Há um disco voador que aterra no Rossio lisboeta, depois de ter sobrevoado o Coliseu dos Recreios ali perto, provocando o espanto dos muitos que esgotam a sala de espetáculos. Como num filme dentro do filme, o público de óculos 3D postos acompanha a viagem que os Kraftwerk trazem do seu espaço para Lisboa, na primeira apresentação em Portugal do seu concerto em três dimensões (que repete esta segunda-feira na Casa da Música, no Porto).

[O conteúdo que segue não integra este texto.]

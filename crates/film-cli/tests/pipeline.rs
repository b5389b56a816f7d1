//! End-to-end pipeline runs over temporary source files.

use std::fs;
use std::path::Path;

use film_cli::config::PipelineConfig;
use film_cli::pipeline::{RunOptions, RunResult, run};
use film_ingest::{ExportFormat, load_table};
use film_model::CellValue;

const MOVIES: &str = "Title,Year,Rating,Genre\n\
                      Heat,1995,8.2,\"Crime, Drama\"\n\
                      Alien,1979,8.4,Horror\n";

const CREDITS: &str = "name\tyear\tdirector\n\
                       Heat \t1995\tMichael Mann\n\
                       Alien\t1979\tRidley Scott\n";

const PIPELINE: &str = r#"
[output]
dir = "cleaned"

[[sources]]
path = "movies.csv"
names = ["movie_name", "movie_date", "movie_rating", "movie_genre"]
dates = ["movie_date"]

[[sources]]
path = "credits.tsv"
names = ["movie_name", "movie_date", "director"]
dates = ["movie_date"]

[[datasets]]
name = "movie"
headers = ["movie_name", "movie_date", "movie_rating", "director"]
keys = ["movie_name", "movie_date"]

[[datasets]]
name = "genre"
headers = ["movie_name", "movie_date", "movie_genre"]
keys = ["movie_name", "movie_genre"]
"#;

fn write_fixture(dir: &Path) -> PipelineConfig {
    fs::write(dir.join("movies.csv"), MOVIES).expect("write movies");
    fs::write(dir.join("credits.tsv"), CREDITS).expect("write credits");
    let path = dir.join("pipeline.toml");
    fs::write(&path, PIPELINE).expect("write pipeline");
    PipelineConfig::load(&path).expect("load pipeline")
}

fn rows_per_dataset(result: &RunResult) -> Vec<(String, usize)> {
    result
        .datasets
        .iter()
        .map(|dataset| (dataset.name.clone(), dataset.rows))
        .collect()
}

#[test]
fn pipeline_merges_sources_and_exports() {
    let dir = tempfile::tempdir().expect("tempdir");
    let config = write_fixture(dir.path());

    let result = run(&config, &RunOptions::default()).expect("run pipeline");
    assert!(!result.has_unresolved());
    assert_eq!(result.sources.len(), 2);
    assert_eq!(result.output_dir, dir.path().join("cleaned"));

    let movie = &result.datasets[0];
    assert_eq!(movie.name, "movie");
    assert_eq!(movie.collected_rows, 4);
    assert_eq!(movie.rows, 2);
    assert_eq!(movie.report.merged_rows, 2);

    let exported = movie.output.as_ref().expect("movie file");
    assert_eq!(exported, &dir.path().join("cleaned").join("movie.csv"));
    let table = load_table(exported).expect("load export");
    assert_eq!(table.height(), 2);
    let heat = table
        .column("movie_name")
        .expect("movie_name")
        .iter()
        .position(|cell| **cell == CellValue::text("Heat"))
        .expect("Heat row");
    assert_eq!(
        table.cell(heat, "director"),
        Some(&CellValue::text("Michael Mann"))
    );
    assert_eq!(table.cell(heat, "movie_rating"), Some(&CellValue::Number(8.2)));
}

#[test]
fn exploded_genres_keep_one_row_each() {
    let dir = tempfile::tempdir().expect("tempdir");
    let config = write_fixture(dir.path());

    let result = run(&config, &RunOptions::default()).expect("run pipeline");
    let genre = &result.datasets[1];
    assert_eq!(genre.collected_rows, 4);
    assert_eq!(genre.exploded_rows, 5);
    assert_eq!(genre.report.dropped_missing_keys, 2);
    assert_eq!(genre.rows, 3);
}

#[test]
fn dry_run_writes_nothing() {
    let dir = tempfile::tempdir().expect("tempdir");
    let config = write_fixture(dir.path());
    let options = RunOptions {
        dry_run: true,
        ..RunOptions::default()
    };

    let result = run(&config, &options).expect("run pipeline");
    assert!(result.datasets.iter().all(|dataset| dataset.output.is_none()));
    assert!(!dir.path().join("cleaned").exists());
}

#[test]
fn parallel_run_matches_sequential_run() {
    let dir = tempfile::tempdir().expect("tempdir");
    let config = write_fixture(dir.path());
    let dry = RunOptions {
        dry_run: true,
        ..RunOptions::default()
    };
    let sequential = run(&config, &dry).expect("sequential");
    let parallel = run(
        &config,
        &RunOptions {
            parallel: true,
            ..dry
        },
    )
    .expect("parallel");
    assert_eq!(rows_per_dataset(&sequential), rows_per_dataset(&parallel));
}

#[test]
fn command_line_overrides_output() {
    let dir = tempfile::tempdir().expect("tempdir");
    let config = write_fixture(dir.path());
    let elsewhere = dir.path().join("elsewhere");
    let options = RunOptions {
        output_dir: Some(elsewhere.clone()),
        format: Some(ExportFormat::Tsv),
        ..RunOptions::default()
    };

    let result = run(&config, &options).expect("run pipeline");
    assert!(elsewhere.join("movie.tsv").is_file());
    assert!(elsewhere.join("genre.tsv").is_file());
    assert_eq!(result.format, ExportFormat::Tsv);
}

#[test]
fn missing_source_is_an_error() {
    let dir = tempfile::tempdir().expect("tempdir");
    let mut config = write_fixture(dir.path());
    config.sources[1].path = dir.path().join("absent.tsv");

    let err = run(&config, &RunOptions::default()).expect_err("missing source");
    assert!(format!("{err:#}").contains("absent.tsv"));
}

#[test]
fn demo_pipeline_runs_dry() {
    let path = Path::new(env!("CARGO_MANIFEST_DIR")).join("../../demos/pipeline.toml");
    let config = PipelineConfig::load(&path).expect("load demo pipeline");
    let options = RunOptions {
        dry_run: true,
        ..RunOptions::default()
    };

    let result = run(&config, &options).expect("run demo pipeline");
    let names: Vec<&str> = result
        .datasets
        .iter()
        .map(|dataset| dataset.name.as_str())
        .collect();
    assert_eq!(names, ["movie", "person", "award"]);
    assert!(!result.has_unresolved());
}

O tempo do quarteto alemão é deste tempo, feito de sinais que todos identificam - e a média de idades do público é de quem foi acompanhando o trabalho dos Kraftwerk - mas num registo clássico: o computador de Computer World é um Atari; em Autobahn, o Mercedes Benz é de 1974, como o "carocha" e a carrinha "pão de forma" da Volkswagen; as modelos de The Models saíram de um catálogo de moda dos anos 1950; e mesmo a nave espacial de Spacelab parece saída do Caminho das Estrelas.

A energia nuclear continua a ser uma preocupação na (rara) agenda política da música dos Kraftwerk: Chernobyl já faz parte da letra de Radio Activity há muito, mas a voz de Ralf Hütter agora acrescenta Fukushima a Hiroxima, Sellafield e Harrisburg. Os medos dos anos 1970 não desapareceram, reciclaram-se.

O Coliseu transforma-se numa contínua barragem minimalista de sons em movimento e de imagens sonoras, com os músicos aparentemente reduzidos a mera figuração de uma projeção maior, quase sem se mexerem e vestidos de fatos que são reflexo das formas e luzes que saltam do ecrã. Só que os quatro artesãos das máquinas magnetizam os corpos da multidão presente na sala, mostrando à saciedade que a pop electrónica bebe nesta fonte criada na Alemanha dos anos 70, permanecendo em forma mais de 40 anos depois.

A estação de energia que é a música dos Kraftwerk alimenta-se dos sentidos - e na vertigem das descidas e dos sprints dos ciclistas que alimentam as imagens dos vários temas apresentados de Tour de France Soundtracks (o último álbum de originais, de 2003), o corpo do público parece acompanhar o movimento em cima das bicicletas, uma dança magnética, que se insinua a cada síncope e a cada aceleração de ritmo. Antes do encoreTrans Europe Express retoma as linhas melódicas dos homens-máquina que anteciparam o techno ou o hip-hop.

Cai o pano, literalmente uma cortina que se fecha como se de um filme se tratasse (e não falta a referência ao "estúdio" de realização do que acabou de se ver), para se voltar a abrir para a representação de quatro bonecos mecânicos, The Robots, a máquina sozinha em palco.

Depois de nova pausa, para retirar os robôs de cena, Ralf Hütter, Fritz Hilpert, Henning Schmitz e Falk Grieffenhagen regressam para uma celebração final dos corpos em movimento: Aero DynamicPlanet of Visions (o tema que compuseram para a Expo 2000) e a tríade sagrada de Boing Boom TschakTechno Pop e Musique Non Stop. É com estas palavras que, um a um, os artesãos dos Kraftwerk vão deixando o palco, sob um manto de aplausos. A música não para, a estação de energia continua em funcionamento. Magnético concerto, este, no ano 2015 da era atómica.